The other drivers being tried were Elio de Angelis, Eddie Cheever, Jan Lammers and Stephen South. Nigel spun the car on his second lap, but fortunately kept the engine running and settled down to turn in consistently fast laps. De Angelis was hired as number two to Mario Andretti – and Nigel was offered a testing contract. The following August Lotus ran a third car at the Austrian GP and, at the ripe old age of 27, he finally got his first F1 race. He did it in considerable discomfort after fuel was sloshed over him when the car was topped up on the grid, but he raced well until the engine blew. He did the Dutch GP too, crashing when the brakes failed. But he’d impressed Chapman enough to be hired as Elio’s number two for 1981. He did it for virtually nothing – his retainer was £25,000, but he had to pay his own travel and hotel expenses – but in May, after he had finished on the podium in Belgium and qualified third for Monaco, Chapman doubled his retainer.

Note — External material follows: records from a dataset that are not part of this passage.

//! Traits the proxy host implements for the controller.
//!
//! The controller owns no connection handling of its own: the host
//! supplies a readiness primitive and a session hand-off primitive, and
//! invokes the controller's entry points from its own event dispatch.

use async_trait::async_trait;
use lull_core::{ResourceId, SessionId};
use thiserror::Error;

/// Failure of a host readiness check.
///
/// The prober collapses this to "not ready"; it never reaches a caller of
/// the controller.
#[derive(Debug, Error)]
#[error("readiness check failed: {0}")]
pub struct ProbeError(pub String);

/// A host-supplied readiness primitive, e.g. a protocol-level ping.
#[async_trait]
pub trait ReadinessCheck: Send + Sync {
    /// Check whether a resource can accept connections right now.
    ///
    /// # Errors
    ///
    /// Any error means "not ready"; the failure detail is used for
    /// diagnostics only.
    async fn check(&self, resource: &ResourceId) -> Result<(), ProbeError>;
}

/// A host-supplied hand-off primitive that moves a waiting session onto a
/// resource that has become ready.
#[async_trait]
pub trait SessionHandoff: Send + Sync {
    /// Transfer the session. The host decides what a transfer means; for
    /// a proxy, typically a server switch for the held connection.
    async fn transfer(&self, session: &SessionId, resource: &ResourceId);
}
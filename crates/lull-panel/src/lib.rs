//! Panel control API client for lull.
//!
//! This crate issues the start and stop commands that the lifecycle
//! controller decides on, against the panel's daemon API:
//!
//! ```text
//! POST {base}/proxy/daemon/server/{instance}/start
//! POST {base}/proxy/daemon/server/{instance}/stop
//! ```
//!
//! Both are empty-body, bearer-authenticated requests; tokens come from
//! the shared [`lull_auth::TokenCache`]. There are no retries at this
//! layer; a failed command is reported and the caller's event flow is
//! what re-triggers it.
//!
//! # Example
//!
//! ```no_run
//! use std::sync::Arc;
//!
//! use lull_auth::{AuthConfig, TokenCache};
//! use lull_core::InstanceId;
//! use lull_panel::{HttpPanelClient, PanelClient};
//!
//! # async fn example() -> Result<(), lull_panel::PanelError> {
//! let tokens = Arc::new(TokenCache::new(AuthConfig {
//!     base_url: "https://panel.example.net".to_string(),
//!     client_id: "my-client".to_string(),
//!     client_secret: "my-secret".to_string(),
//! }));
//!
//! let panel = HttpPanelClient::new("https://panel.example.net", tokens);
//! panel.start_server(&InstanceId::new("abc123")).await?;
//! # Ok(())
//! # }
//! ```

#![forbid(unsafe_code)]
#![warn(missing_docs)]
#![warn(clippy::all)]
#![warn(clippy::pedantic)]

pub mod client;
pub mod error;

pub use client::{HttpPanelClient, NoopPanelClient, PanelClient};
pub use error::{PanelError, Result};

// Re-export commonly used types from dependencies for convenience
pub use lull_core::InstanceId;
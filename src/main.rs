use std::sync::Arc;

use anyhow::Result;
use tokio::io::{AsyncBufReadExt, AsyncWriteExt, BufReader};
use tracing::{debug, info};
use tracing_subscriber::{filter::EnvFilter, FmtSubscriber};

use sidera_graph::config::Config;
use sidera_graph::conversation::{ConversationStore, TurnEvent};
use sidera_graph::generation::GeminiGenerator;
use sidera_graph::graph::{GraphStore, MemoryGraphStore, RestGraphStore, ScatterLayout, TurnFactory};

#[tokio::main]
async fn main() -> Result<()> {
    dotenvy::dotenv().ok();

    // Initialize tracing
    let filter = EnvFilter::try_from_default_env()
        .unwrap_or_else(|_| EnvFilter::new("sidera_graph=debug,info"));

    let subscriber = FmtSubscriber::builder()
        .with_env_filter(filter)
        .with_target(false)
        .with_thread_ids(true)
        .with_line_number(true)
        .finish();

    tracing::subscriber::set_global_default(subscriber)?;

    info!("Starting Sidera conversation graph");

    let config = Config::from_env()?;
    info!("Configuration loaded");

    let store: Arc<dyn GraphStore> = match &config.api_base_url {
        Some(base_url) => {
            info!("Using REST storage at {}", base_url);
            Arc::new(RestGraphStore::new(base_url.clone())?)
        }
        None => {
            info!("Using in-memory storage");
            Arc::new(MemoryGraphStore::new())
        }
    };

    let generator = Arc::new(GeminiGenerator::new(&config)?);
    let layout = Arc::new(ScatterLayout::new(config.position_spread));
    let factory = TurnFactory::new(generator, Arc::clone(&store), layout);
    let conversation = ConversationStore::new(factory, store, &config.project_name);

    // Trace turn transitions the way the rendering layer would consume them
    let mut events = conversation.subscribe();
    tokio::spawn(async move {
        while let Ok(event) = events.recv().await {
            match event {
                TurnEvent::Pending { node } => debug!("Pending {}: {}", node.id, node.answer),
                TurnEvent::Committed { temp_id, node, edge } => debug!(
                    "Committed {} -> {} (edge: {})",
                    temp_id,
                    node.id,
                    edge.is_some()
                ),
                TurnEvent::Failed { temp_id, reason } => {
                    debug!("Failed {}: {}", temp_id, reason)
                }
            }
        }
    });

    let mut stdout = tokio::io::stdout();
    stdout
        .write_all(b"Ask the stars. Empty line repeats the prompt, ctrl-d leaves.\n> ")
        .await?;
    stdout.flush().await?;

    let mut lines = BufReader::new(tokio::io::stdin()).lines();
    while let Some(line) = lines.next_line().await? {
        let question = line.trim();
        if question.is_empty() {
            stdout.write_all(b"> ").await?;
            stdout.flush().await?;
            continue;
        }

        match conversation.add_turn(question).await {
            Ok(node) => {
                let reply = format!(
                    "\n{}\n[{} | importance {} | at ({:.1}, {:.1}, {:.1})]\n\n> ",
                    node.answer,
                    if node.keywords.is_empty() {
                        "no keywords".to_string()
                    } else {
                        node.keywords.join(", ")
                    },
                    node.importance,
                    node.position.x,
                    node.position.y,
                    node.position.z
                );
                stdout.write_all(reply.as_bytes()).await?;
            }
            Err(err) => {
                let reply = format!("\nThe turn could not be saved: {}\n\n> ", err);
                stdout.write_all(reply.as_bytes()).await?;
            }
        }
        stdout.flush().await?;
    }

    let title = conversation.title().await;
    let nodes = conversation.nodes().await;
    let edges = conversation.edges().await;
    info!(
        "Leaving '{}' with {} nodes and {} edges",
        title,
        nodes.len(),
        edges.len()
    );

    Ok(())
}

And at the end of that season Team Lotus signed him for three years. The deal made him a millionaire, four short years after he and Rosanne, penniless, had sold their house to fund an abortive F3 drive.
Nigel is unstinting in his praise of the Lotus boss. “Colin believed in me, he saw something in me that he liked, not just as a driver but as an individual. We had a fantastic relationship, he was like a father to me. So when he died at the end of 1982 it was absolutely dreadful. Part of me died with him.” At the start of that year Peter Warr had returned to Team Lotus as team manager, and almost from the start he and Nigel took a strong dislike to each other. And, after Chapman’s death, Warr was in charge. “I wish he’d tried to be himself and not tried to emulate Colin. He probably did some good things, he kept the team going, but he was vindictive and nasty. He wanted me out for 1984, but my contract was too strong for him. But he did manage to halve my salary.”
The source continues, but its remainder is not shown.